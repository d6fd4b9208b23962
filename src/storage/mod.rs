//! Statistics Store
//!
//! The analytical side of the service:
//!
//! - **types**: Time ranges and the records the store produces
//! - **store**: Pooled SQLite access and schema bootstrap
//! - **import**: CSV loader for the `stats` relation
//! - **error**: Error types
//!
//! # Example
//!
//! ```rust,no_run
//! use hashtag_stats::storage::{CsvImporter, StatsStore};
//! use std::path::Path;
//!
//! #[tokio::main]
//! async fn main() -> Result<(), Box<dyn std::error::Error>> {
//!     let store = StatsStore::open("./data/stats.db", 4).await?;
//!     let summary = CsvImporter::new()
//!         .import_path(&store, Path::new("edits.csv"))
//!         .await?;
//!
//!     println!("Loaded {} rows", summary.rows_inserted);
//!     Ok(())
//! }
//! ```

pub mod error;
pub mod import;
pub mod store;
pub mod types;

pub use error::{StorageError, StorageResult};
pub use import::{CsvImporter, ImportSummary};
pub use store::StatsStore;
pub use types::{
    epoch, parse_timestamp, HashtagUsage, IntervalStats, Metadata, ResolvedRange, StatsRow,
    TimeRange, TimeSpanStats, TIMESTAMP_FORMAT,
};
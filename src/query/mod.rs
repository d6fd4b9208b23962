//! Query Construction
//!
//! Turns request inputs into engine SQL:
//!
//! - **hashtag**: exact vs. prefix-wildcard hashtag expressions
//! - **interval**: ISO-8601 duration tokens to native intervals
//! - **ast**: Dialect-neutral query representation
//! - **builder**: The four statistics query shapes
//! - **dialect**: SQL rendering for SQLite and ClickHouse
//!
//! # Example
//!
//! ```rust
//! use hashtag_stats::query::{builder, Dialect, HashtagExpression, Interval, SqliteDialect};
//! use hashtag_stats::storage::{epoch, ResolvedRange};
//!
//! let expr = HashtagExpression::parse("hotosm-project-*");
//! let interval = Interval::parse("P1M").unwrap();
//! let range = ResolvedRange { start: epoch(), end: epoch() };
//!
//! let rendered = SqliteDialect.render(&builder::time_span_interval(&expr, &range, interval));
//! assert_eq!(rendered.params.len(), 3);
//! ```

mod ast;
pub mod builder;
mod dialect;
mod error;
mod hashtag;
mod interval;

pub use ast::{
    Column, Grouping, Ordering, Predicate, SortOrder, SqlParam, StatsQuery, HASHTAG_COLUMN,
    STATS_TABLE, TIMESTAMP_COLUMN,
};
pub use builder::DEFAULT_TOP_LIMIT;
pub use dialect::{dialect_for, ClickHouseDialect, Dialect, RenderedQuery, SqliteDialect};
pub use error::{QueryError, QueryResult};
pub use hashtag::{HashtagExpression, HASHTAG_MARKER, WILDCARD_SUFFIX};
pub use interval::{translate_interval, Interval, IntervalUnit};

****************************************

Your task:
Looking at the material above, count the lines containing the string "Path" and reply with the count alone.

Output for this task:
2